*INFORMATION SHOWN*
------
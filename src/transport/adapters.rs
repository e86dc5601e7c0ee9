//! Concrete transport strategies.
//!
//! Two browser-impersonating adapters (Chrome and Firefox header/TLS
//! profiles, each with its own long-lived cookie jar) and a plain adapter
//! with no fingerprint at all. Clients are cached per proxy endpoint the way
//! a browser keeps one connection pool per network path.

use std::collections::HashMap;
use std::sync::Arc;

use async_trait::async_trait;
use http::{HeaderName, HeaderValue, header};
use reqwest::Client;
use reqwest::cookie::Jar;
use tokio::sync::Mutex;
use url::Url;

use super::{ProxyPair, TransportError, TransportRequest, TransportResult, TransportStrategy};

/// Header-level browser fingerprint applied by an impersonating adapter.
#[derive(Debug, Clone, Copy)]
pub struct BrowserProfile {
    pub name: &'static str,
    pub user_agent: &'static str,
    pub accept_language: &'static str,
    pub sec_ch_ua: Option<&'static str>,
    pub sec_ch_ua_platform: Option<&'static str>,
}

/// Built-in fingerprint profiles.
pub mod browser_profiles {
    use super::BrowserProfile;

    pub fn chrome() -> BrowserProfile {
        BrowserProfile {
            name: "chrome",
            user_agent: "Mozilla/5.0 (Windows NT 10.0; Win64; x64) AppleWebKit/537.36 \
                         (KHTML, like Gecko) Chrome/136.0.0.0 Safari/537.36",
            accept_language: "zh-CN,zh;q=0.9,en;q=0.8",
            sec_ch_ua: Some(
                "\"Chromium\";v=\"136\", \"Not:A-Brand\";v=\"24\", \"Google Chrome\";v=\"136\"",
            ),
            sec_ch_ua_platform: Some("\"Windows\""),
        }
    }

    pub fn firefox() -> BrowserProfile {
        BrowserProfile {
            name: "firefox",
            user_agent: "Mozilla/5.0 (Windows NT 10.0; Win64; x64; rv:127.0) \
                         Gecko/20100101 Firefox/127.0",
            accept_language: "zh-CN,zh;q=0.8,zh-TW;q=0.7,zh-HK;q=0.5,en-US;q=0.3,en;q=0.2",
            sec_ch_ua: None,
            sec_ch_ua_platform: None,
        }
    }
}

/// Reqwest client pool keyed by proxy endpoint.
struct ClientPool {
    clients: Mutex<HashMap<Option<String>, Client>>,
}

impl ClientPool {
    fn new() -> Self {
        Self {
            clients: Mutex::new(HashMap::new()),
        }
    }

    async fn client<F>(
        &self,
        proxy: Option<&ProxyPair>,
        build: F,
    ) -> Result<Client, TransportError>
    where
        F: FnOnce(reqwest::ClientBuilder) -> reqwest::ClientBuilder,
    {
        let key = proxy.map(|p| p.https.clone());
        let mut guard = self.clients.lock().await;
        if let Some(client) = guard.get(&key) {
            return Ok(client.clone());
        }

        let mut builder = build(Client::builder());
        if let Some(pair) = proxy {
            builder = builder
                .proxy(reqwest::Proxy::http(&pair.http)?)
                .proxy(reqwest::Proxy::https(&pair.https)?);
        }
        let client = builder.build()?;
        guard.insert(key, client.clone());
        Ok(client)
    }
}

async fn send(
    client: &Client,
    request: &TransportRequest,
    extra_headers: Option<&http::HeaderMap>,
) -> Result<TransportResult, TransportError> {
    let mut headers = request.headers.clone();
    if let Some(extra) = extra_headers {
        for (name, value) in extra.iter() {
            headers.insert(name.clone(), value.clone());
        }
    }

    let mut builder = client
        .request(request.method.clone(), request.url.clone())
        .headers(headers)
        .timeout(request.timeout);
    if let Some(ref body) = request.body {
        builder = builder.body(body.clone());
    }

    let response = builder.send().await?;
    let status = response.status().as_u16();
    let content_type = response
        .headers()
        .get(header::CONTENT_TYPE)
        .and_then(|v| v.to_str().ok())
        .unwrap_or_default()
        .to_string();
    let content_encoding = response
        .headers()
        .get(header::CONTENT_ENCODING)
        .and_then(|v| v.to_str().ok())
        .map(str::to_string);
    let body = response.bytes().await?;

    Ok(TransportResult {
        status,
        content_type,
        content_encoding,
        body,
    })
}

/// Browser-impersonating strategy with a persistent cookie jar.
///
/// The jar outlives individual requests so that challenge-clearance cookies
/// earned during a warm-up stay attached to this fingerprint.
pub struct ImpersonateAdapter {
    profile: BrowserProfile,
    verify_tls: bool,
    jar: Arc<Jar>,
    pool: ClientPool,
}

impl ImpersonateAdapter {
    pub fn new(profile: BrowserProfile, verify_tls: bool) -> Self {
        Self {
            profile,
            verify_tls,
            jar: Arc::new(Jar::default()),
            pool: ClientPool::new(),
        }
    }

    fn fingerprint_headers(&self) -> Result<http::HeaderMap, TransportError> {
        let mut map = http::HeaderMap::new();
        let set = |map: &mut http::HeaderMap,
                   name: &'static str,
                   value: &str|
         -> Result<(), TransportError> {
            let value = HeaderValue::from_str(value)
                .map_err(|_| TransportError::InvalidHeader(name.to_string()))?;
            map.insert(HeaderName::from_static(name), value);
            Ok(())
        };

        set(&mut map, "user-agent", self.profile.user_agent)?;
        set(&mut map, "accept-language", self.profile.accept_language)?;
        if let Some(ua) = self.profile.sec_ch_ua {
            set(&mut map, "sec-ch-ua", ua)?;
            set(&mut map, "sec-ch-ua-mobile", "?0")?;
        }
        if let Some(platform) = self.profile.sec_ch_ua_platform {
            set(&mut map, "sec-ch-ua-platform", platform)?;
        }
        Ok(map)
    }

    async fn client(&self, proxy: Option<&ProxyPair>) -> Result<Client, TransportError> {
        let jar = self.jar.clone();
        let verify = self.verify_tls;
        self.pool
            .client(proxy, move |builder| {
                builder
                    .cookie_provider(jar)
                    .danger_accept_invalid_certs(!verify)
            })
            .await
    }
}

#[async_trait]
impl TransportStrategy for ImpersonateAdapter {
    fn name(&self) -> &'static str {
        self.profile.name
    }

    async fn execute(
        &self,
        request: &TransportRequest,
        proxy: Option<&ProxyPair>,
    ) -> Result<TransportResult, TransportError> {
        let client = self.client(proxy).await?;
        let fingerprint = self.fingerprint_headers()?;
        send(&client, request, Some(&fingerprint)).await
    }

    fn supports_warmup(&self) -> bool {
        true
    }

    async fn warm_up(
        &self,
        origin: &Url,
        cookie: &str,
        proxy: Option<&ProxyPair>,
    ) -> Result<(), TransportError> {
        let client = self.client(proxy).await?;
        let warm = TransportRequest::new(http::Method::GET, origin.clone());
        let fingerprint = self.fingerprint_headers()?;
        let response = send(&client, &warm, Some(&fingerprint)).await?;
        log::info!(
            "transport: warm-up visit to {origin} returned status {}",
            response.status
        );

        let host = origin
            .host_str()
            .ok_or_else(|| TransportError::InvalidHeader("origin host".into()))?
            .to_string();
        for part in cookie.split(';') {
            if let Some((name, value)) = part.trim().split_once('=') {
                let (name, value) = (name.trim(), value.trim());
                if name.is_empty() || value.is_empty() {
                    continue;
                }
                self.jar.add_cookie_str(
                    &format!("{name}={value}; Domain={host}; Path=/"),
                    origin,
                );
            }
        }
        Ok(())
    }
}

/// Final-fallback strategy: no fingerprint, no session state.
pub struct PlainAdapter {
    verify_tls: bool,
    pool: ClientPool,
}

impl PlainAdapter {
    pub fn new(verify_tls: bool) -> Self {
        Self {
            verify_tls,
            pool: ClientPool::new(),
        }
    }
}

#[async_trait]
impl TransportStrategy for PlainAdapter {
    fn name(&self) -> &'static str {
        "plain"
    }

    async fn execute(
        &self,
        request: &TransportRequest,
        proxy: Option<&ProxyPair>,
    ) -> Result<TransportResult, TransportError> {
        let verify = self.verify_tls;
        let client = self
            .pool
            .client(proxy, move |builder| {
                builder.danger_accept_invalid_certs(!verify)
            })
            .await?;
        send(&client, request, None).await
    }
}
------
In the listing above, find the line with "if let Some(ua)" and the line with "if let Some(platform)"; output exactly those lines and all lines between them.

        if let Some(ua) = self.profile.sec_ch_ua {
            set(&mut map, "sec-ch-ua", ua)?;
            set(&mut map, "sec-ch-ua-mobile", "?0")?;
        }
        if let Some(platform) = self.profile.sec_ch_ua_platform {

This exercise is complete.